#[cfg(test)]
mod tests {
    use super::*;
    use std::collections::HashMap;
    use async_trait::async_trait;
    use swell_notify::MemoryNotifier;
    use tokio::sync::Mutex;

    enum MockFailure {
        NotFound,
        Api,
    }

    /// Scripted orchestrator for evaluator tests.
    #[derive(Default)]
    struct MockOrchestrator {
        in_deployment: bool,
        evaluate_failure: Option<MockFailure>,
        scale_fails: bool,
        /// Group name → recommended direction (None when absent).
        directions: HashMap<String, ScaleDirection>,
        evaluate_calls: Mutex<Vec<String>>,
        scale_calls: Mutex<Vec<(String, String)>>,
    }

    impl MockOrchestrator {
        fn recommending(group: &str, direction: ScaleDirection) -> Self {
            let mut mock = Self::default();
            mock.directions.insert(group.to_string(), direction);
            mock
        }
    }

    #[async_trait]
    impl OrchestratorClient for MockOrchestrator {
        async fn is_job_in_deployment(&self, _job: &str) -> Result<bool, OrchestratorError> {
            Ok(self.in_deployment)
        }

        async fn evaluate_job_scaling(
            &self,
            job: &str,
            policies: &mut [GroupScalingPolicy],
        ) -> Result<(), OrchestratorError> {
            self.evaluate_calls.lock().await.push(job.to_string());
            match self.evaluate_failure {
                Some(MockFailure::NotFound) => {
                    return Err(OrchestratorError::NotFound(job.to_string()));
                }
                Some(MockFailure::Api) => {
                    return Err(OrchestratorError::Api("boom".to_string()));
                }
                None => {}
            }
            for policy in policies {
                policy.observed.direction = self
                    .directions
                    .get(&policy.group_name)
                    .copied()
                    .unwrap_or(ScaleDirection::None);
            }
            Ok(())
        }

        async fn apply_group_scale(
            &self,
            job: &str,
            policy: &GroupScalingPolicy,
            state: &mut ScalingState,
        ) -> Result<(), OrchestratorError> {
            self.scale_calls
                .lock()
                .await
                .push((job.to_string(), policy.group_name.clone()));
            if self.scale_fails {
                return Err(OrchestratorError::Api("scale rejected".to_string()));
            }
            state.last_scaling_event = epoch_secs();
            Ok(())
        }
    }

    fn enabled_meta() -> HashMap<String, String> {
        let mut meta = HashMap::new();
        meta.insert("enabled".to_string(), "true".to_string());
        meta.insert("min".to_string(), "2".to_string());
        meta.insert("max".to_string(), "10".to_string());
        meta.insert("scaleout_cpu".to_string(), "80".to_string());
        meta.insert("scaleout_mem".to_string(), "80".to_string());
        meta.insert("scalein_cpu".to_string(), "20".to_string());
        meta.insert("scalein_mem".to_string(), "20".to_string());
        meta.insert("notification_uid".to_string(), "ELS1".to_string());
        meta
    }

    struct Harness {
        registry: Arc<PolicyRegistry>,
        store: StateStore,
        notifier: Arc<MemoryNotifier>,
        client: Arc<MockOrchestrator>,
        evaluator: ScalingEvaluator,
    }

    async fn harness(mock: MockOrchestrator, meta: HashMap<String, String>) -> Harness {
        let registry = Arc::new(PolicyRegistry::new());
        registry
            .upsert_group_policy("example", "cache", &meta)
            .await
            .unwrap();
        let store = StateStore::open_in_memory().unwrap();
        let notifier = Arc::new(MemoryNotifier::new());
        let client = Arc::new(mock);
        let evaluator = ScalingEvaluator::new(
            registry.clone(),
            store.clone(),
            client.clone(),
            notifier.clone(),
            EvaluatorConfig::default(),
        );
        Harness {
            registry,
            store,
            notifier,
            client,
            evaluator,
        }
    }

    fn stored_state(store: &StateStore) -> Option<ScalingState> {
        let mut state = ScalingState::for_job_group("swell", "example", "cache");
        match store.read_state(&mut state, false) {
            Ok(()) => Some(state),
            Err(_) => None,
        }
    }

    #[tokio::test]
    async fn scale_out_applies_and_persists() {
        let h = harness(
            MockOrchestrator::recommending("cache", ScaleDirection::Out),
            enabled_meta(),
        )
        .await;

        h.evaluator.run_cycle().await;

        let calls = h.client.scale_calls.lock().await;
        assert_eq!(calls.as_slice(), &[("example".to_string(), "cache".to_string())]);
        let state = stored_state(&h.store).expect("state persisted");
        assert!(state.last_scaling_event > 0);
    }

    #[tokio::test]
    async fn no_direction_still_persists_state() {
        let h = harness(
            MockOrchestrator::recommending("cache", ScaleDirection::None),
            enabled_meta(),
        )
        .await;

        h.evaluator.run_cycle().await;

        assert!(h.client.scale_calls.lock().await.is_empty());
        // Both gates passed, so the (unchanged) state was still written.
        assert!(stored_state(&h.store).is_some());
    }

    #[tokio::test]
    async fn disabled_policy_never_scales_but_persists() {
        let mut meta = enabled_meta();
        meta.insert("enabled".to_string(), "false".to_string());
        let h = harness(
            MockOrchestrator::recommending("cache", ScaleDirection::Out),
            meta,
        )
        .await;

        h.evaluator.run_cycle().await;

        assert!(h.client.scale_calls.lock().await.is_empty());
        assert!(stored_state(&h.store).is_some());
    }

    #[tokio::test]
    async fn within_cooldown_blocks_and_leaves_state_untouched() {
        let h = harness(
            MockOrchestrator::recommending("cache", ScaleDirection::Out),
            enabled_meta(),
        )
        .await;

        let recent = epoch_secs() - 10;
        let mut state = ScalingState::for_job_group("swell", "example", "cache");
        state.last_scaling_event = recent;
        h.store.persist_state(&state).unwrap();

        h.evaluator.run_cycle().await;

        assert!(h.client.scale_calls.lock().await.is_empty());
        assert_eq!(stored_state(&h.store).unwrap().last_scaling_event, recent);
    }

    #[tokio::test]
    async fn cooldown_boundary() {
        // 61 seconds ago with a 60s cooldown: eligible.
        let h = harness(
            MockOrchestrator::recommending("cache", ScaleDirection::Out),
            enabled_meta(),
        )
        .await;
        let mut state = ScalingState::for_job_group("swell", "example", "cache");
        state.last_scaling_event = epoch_secs() - 61;
        h.store.persist_state(&state).unwrap();

        h.evaluator.run_cycle().await;
        assert_eq!(h.client.scale_calls.lock().await.len(), 1);

        // 59 seconds ago: still inside the window.
        let h = harness(
            MockOrchestrator::recommending("cache", ScaleDirection::Out),
            enabled_meta(),
        )
        .await;
        let mut state = ScalingState::for_job_group("swell", "example", "cache");
        state.last_scaling_event = epoch_secs() - 59;
        h.store.persist_state(&state).unwrap();

        h.evaluator.run_cycle().await;
        assert!(h.client.scale_calls.lock().await.is_empty());
    }

    #[tokio::test]
    async fn failsafe_blocks_without_persisting_new_state() {
        let h = harness(
            MockOrchestrator::recommending("cache", ScaleDirection::Out),
            enabled_meta(),
        )
        .await;

        let mut state = ScalingState::for_job_group("swell", "example", "cache");
        state.failsafe_mode = true;
        state.last_scaling_event = 1234;
        h.store.persist_state(&state).unwrap();

        h.evaluator.run_cycle().await;

        assert!(h.client.scale_calls.lock().await.is_empty());
        assert_eq!(stored_state(&h.store).unwrap().last_scaling_event, 1234);
        // Already tripped: no fresh notification.
        assert!(h.notifier.delivered().await.is_empty());
    }

    #[tokio::test]
    async fn prior_failure_trips_failsafe_and_notifies() {
        let h = harness(
            MockOrchestrator::recommending("cache", ScaleDirection::Out),
            enabled_meta(),
        )
        .await;

        let mut state = ScalingState::for_job_group("swell", "example", "cache");
        state.record_failure(epoch_secs());
        h.store.persist_state(&state).unwrap();

        h.evaluator.run_cycle().await;

        assert!(h.client.scale_calls.lock().await.is_empty());
        let stored = stored_state(&h.store).unwrap();
        assert!(stored.failsafe_mode);
        let delivered = h.notifier.delivered().await;
        assert_eq!(delivered.len(), 1);
        assert_eq!(delivered[0].0.resource_id, "example/cache");
    }

    #[tokio::test]
    async fn failed_scale_records_failure() {
        let mut mock = MockOrchestrator::recommending("cache", ScaleDirection::Out);
        mock.scale_fails = true;
        let h = harness(mock, enabled_meta()).await;

        h.evaluator.run_cycle().await;

        let stored = stored_state(&h.store).unwrap();
        assert_eq!(stored.failure_count, 1);
        assert_eq!(stored.last_scaling_event, 0);

        // Next cycle: the recorded failure meets the default threshold.
        h.evaluator.run_cycle().await;
        assert!(stored_state(&h.store).unwrap().failsafe_mode);
        assert_eq!(h.client.scale_calls.lock().await.len(), 1);
    }

    #[tokio::test]
    async fn job_gone_self_heals_registry() {
        let mut mock = MockOrchestrator::recommending("cache", ScaleDirection::Out);
        mock.evaluate_failure = Some(MockFailure::NotFound);
        let h = harness(mock, enabled_meta()).await;

        h.evaluator.run_cycle().await;

        assert!(h.registry.is_empty().await);
        assert!(h.client.scale_calls.lock().await.is_empty());
    }

    #[tokio::test]
    async fn transient_error_keeps_registry_and_state() {
        let mut mock = MockOrchestrator::recommending("cache", ScaleDirection::Out);
        mock.evaluate_failure = Some(MockFailure::Api);
        let h = harness(mock, enabled_meta()).await;

        h.evaluator.run_cycle().await;

        assert_eq!(h.registry.jobs().await, vec!["example"]);
        assert!(h.client.scale_calls.lock().await.is_empty());
        assert!(stored_state(&h.store).is_none());
    }

    #[tokio::test]
    async fn mid_deployment_job_is_skipped() {
        let mut mock = MockOrchestrator::recommending("cache", ScaleDirection::Out);
        mock.in_deployment = true;
        let h = harness(mock, enabled_meta()).await;

        h.evaluator.run_cycle().await;

        assert!(h.client.evaluate_calls.lock().await.is_empty());
        assert!(h.client.scale_calls.lock().await.is_empty());
    }

    #[tokio::test]
    async fn groups_evaluate_in_sequence_order() {
        let mut mock = MockOrchestrator::default();
        mock.directions.insert("cache".to_string(), ScaleDirection::Out);
        mock.directions.insert("web".to_string(), ScaleDirection::In);
        let registry = Arc::new(PolicyRegistry::new());
        registry
            .upsert_group_policy("example", "cache", &enabled_meta())
            .await
            .unwrap();
        registry
            .upsert_group_policy("example", "web", &enabled_meta())
            .await
            .unwrap();
        let store = StateStore::open_in_memory().unwrap();
        let client = Arc::new(mock);
        let evaluator = ScalingEvaluator::new(
            registry.clone(),
            store.clone(),
            client.clone(),
            Arc::new(MemoryNotifier::new()),
            EvaluatorConfig::default(),
        );

        evaluator.run_cycle().await;

        let calls = client.scale_calls.lock().await;
        assert_eq!(
            calls.as_slice(),
            &[
                ("example".to_string(), "cache".to_string()),
                ("example".to_string(), "web".to_string()),
            ]
        );
    }
}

- The problem -
Check each line of the listing for "recent", and copy the ones that hold it.

- Exercise answer -
        let recent = epoch_secs() - 10;
        state.last_scaling_event = recent;
        assert_eq!(stored_state(&h.store).unwrap().last_scaling_event, recent);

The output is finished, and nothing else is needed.